Encore faut-il que le ciel s’y prête. En France, l’astre sera très bas au moment du maximum, entre trois et douze degrés au-dessus de l’horizon selon les villes. Une terrasse mal orientée, une rangée d’immeubles ou une colline à l’ouest suffiront à tout gâcher. Le bon plan tient en une image : un horizon ouest parfaitement dégagé, idéalement face à la mer. Détail qui change tout par rapport à 1999, quand l’éclipse s’était produite en milieu de journée, Soleil bien haut : celle de 2026 sera un spectacle rasant, presque couché sur l’horizon.
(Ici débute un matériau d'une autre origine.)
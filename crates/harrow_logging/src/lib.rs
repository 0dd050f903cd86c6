//! Shared logging utilities for Harrow binaries.

use anyhow::{Context, Result};
use std::fs;
use std::path::PathBuf;
use tracing_appender::non_blocking::WorkerGuard;
use tracing_subscriber::{layer::SubscriberExt, util::SubscriberInitExt, EnvFilter, Layer};

const DEFAULT_LOG_FILTER: &str = "harrow=info,harrow_db=info,harrow_pool=info,harrow_rules=info";

/// Logging configuration shared by Harrow binaries.
pub struct LogConfig<'a> {
    pub app_name: &'a str,
    pub verbose: bool,
}

/// Initialize tracing with a daily-rolling file writer and stderr output.
///
/// The returned guard must stay alive for the duration of the process or
/// buffered file output is lost.
pub fn init_logging(config: LogConfig<'_>) -> Result<WorkerGuard> {
    let log_dir = ensure_logs_dir().context("Failed to ensure log directory")?;
    let file_appender =
        tracing_appender::rolling::daily(log_dir, format!("{}.log", config.app_name));
    let (file_writer, guard) = tracing_appender::non_blocking(file_appender);

    let file_filter =
        EnvFilter::try_from_default_env().unwrap_or_else(|_| EnvFilter::new(DEFAULT_LOG_FILTER));
    let console_filter = if config.verbose {
        EnvFilter::try_from_default_env().unwrap_or_else(|_| EnvFilter::new(DEFAULT_LOG_FILTER))
    } else {
        EnvFilter::new("warn")
    };

    tracing_subscriber::registry()
        .with(
            tracing_subscriber::fmt::layer()
                .with_writer(file_writer)
                .with_ansi(false)
                .with_filter(file_filter),
        )
        .with(
            tracing_subscriber::fmt::layer()
                .with_writer(std::io::stderr)
                .with_filter(console_filter),
        )
        .init();

    Ok(guard)
}

/// Get the Harrow home directory: ~/.harrow (overridable via HARROW_HOME).
pub fn harrow_home() -> PathBuf {
    if let Ok(override_path) = std::env::var("HARROW_HOME") {
        return PathBuf::from(override_path);
    }
    dirs::home_dir()
        .unwrap_or_else(|| PathBuf::from("."))
        .join(".harrow")
}

/// Get the logs directory: ~/.harrow/logs
pub fn logs_dir() -> PathBuf {
    harrow_home().join("logs")
}

/// Ensure the logs directory exists.
pub fn ensure_logs_dir() -> Result<PathBuf> {
    let logs = logs_dir();
    fs::create_dir_all(&logs)
        .with_context(|| format!("Failed to create logs directory: {}", logs.display()))?;
    Ok(logs)
}
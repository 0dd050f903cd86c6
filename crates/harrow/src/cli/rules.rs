use crate::config::Config;
use anyhow::{Context, Result};
use clap::Args;
use harrow_rules::{builtin_rules, RuleSet};

#[derive(Args)]
pub struct RulesArgs {}

pub fn run(config: Config, _args: RulesArgs) -> Result<()> {
    let rules = RuleSet::register(builtin_rules(&config.general.leak_context()))
        .context("detection rules failed self-validation")?;

    println!("{} rules registered, all fixtures passing:", rules.len());
    for (id, name) in rules.summaries() {
        println!("  {id:<28} {name}");
    }
    Ok(())
}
Pour les candidats au voyage, le compte à rebours est lancé. Dans plusieurs villes du nord de l’Espagne, les hôtels affichaient complet pour la nuit du 12 août bien avant l’été. Le choix le plus simple depuis la France reste Majorque : l’île est en plein dans le couloir, le ciel d’août y est presque toujours dégagé et les vols directs abondent au départ de Paris, Lyon, Marseille ou Bordeaux. Les offices de tourisme conseillent aussi les excursions organisées vers la bande de totalité, souvent le moyen le moins risqué d’y accéder sans se retrouver coincé dans les bouchons du retour.
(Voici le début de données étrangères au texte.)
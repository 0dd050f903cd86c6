//! Delivery sinks.
//!
//! A sink accepts processed documents and must be idempotent under
//! re-delivery of the same fingerprint: the pipeline guarantees
//! at-least-once, not exactly-once. Errors carry a retry classification:
//! transient failures leave the outbox row pending for the selector, fatal
//! failures are subject to the run's error tolerance.

mod elastic;
mod local;

pub use elastic::ElasticSink;
pub use local::LocalStoreSink;

use crate::document::Document;
use async_trait::async_trait;
use thiserror::Error;

/// Sink failure with retry classification.
#[derive(Debug, Error)]
pub enum SinkError {
    /// Connectivity-shaped failure; safe to retry later without operator
    /// intervention.
    #[error("transient sink failure: {0}")]
    Transient(String),

    /// The sink rejected the document itself; retrying cannot help.
    #[error("sink rejected document: {0}")]
    Fatal(String),
}

impl SinkError {
    pub fn transient(message: impl ToString) -> Self {
        Self::Transient(message.to_string())
    }

    pub fn fatal(message: impl ToString) -> Self {
        Self::Fatal(message.to_string())
    }

    pub fn is_transient(&self) -> bool {
        matches!(self, SinkError::Transient(_))
    }
}

#[async_trait]
pub trait Sink: Send + Sync {
    fn name(&self) -> &'static str;

    /// One-time setup for a crawl (index creation, directory layout).
    async fn prepare(&self, crawl_name: &str) -> Result<(), SinkError> {
        let _ = crawl_name;
        Ok(())
    }

    /// Deliver one document. Must be idempotent per fingerprint.
    async fn deliver(&self, document: &Document) -> Result<(), SinkError>;
}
Les lunettes, seule règle non négociable
Une éclipse partielle, même très avancée, ne se regarde jamais à l’œil nu. Fixer un Soleil masqué à 90 % expose à une rétinopathie solaire, une brûlure de la rétine indolore sur le moment mais qui peut laisser des taches sombres définitives dans le champ de vision. Les seules protections valables sont les lunettes d’éclipse certifiées à la norme ISO 12312-2, avec marquage CE ; les lunettes de soleil, même très foncées, ne font pas l’affaire. Autre méthode sûre et gratuite rappelée par les astronomes espagnols : projeter l’image du Soleil sur une feuille à travers un petit trou, sans jamais le regarder directement. En France, où l’astre ne sera jamais totalement caché, la protection doit rester en place du début à la fin.
Pour qui manquera le rendez-vous, à cause de la météo ou d’un horizon bouché, une séance de rattrapage est déjà calée, et plus généreuse. L’Espagne, privée de totalité depuis 1905, entame ce qu’elle surnomme son « trio ibérique » : après le 12 août, une deuxième éclipse totale balaiera l’extrême sud du pays le 2 août 2027, avec plus de quatre minutes d’obscurité à la pointe de Tarifa, puis une annulaire, ce fameux « anneau de feu », le 26 janvier 2028. La France, elle, devra ronger son frein bien plus longtemps. Après 1999, il lui faudra patienter jusqu’au 3 septembre 2081 pour qu’une bande de totalité traverse de nouveau son territoire. Pour la plupart d’entre nous, le rendez-vous espagnol de l’été prochain restera la dernière occasion raisonnable de voir le jour s’éteindre d’un coup, une heure avant le coucher du Soleil.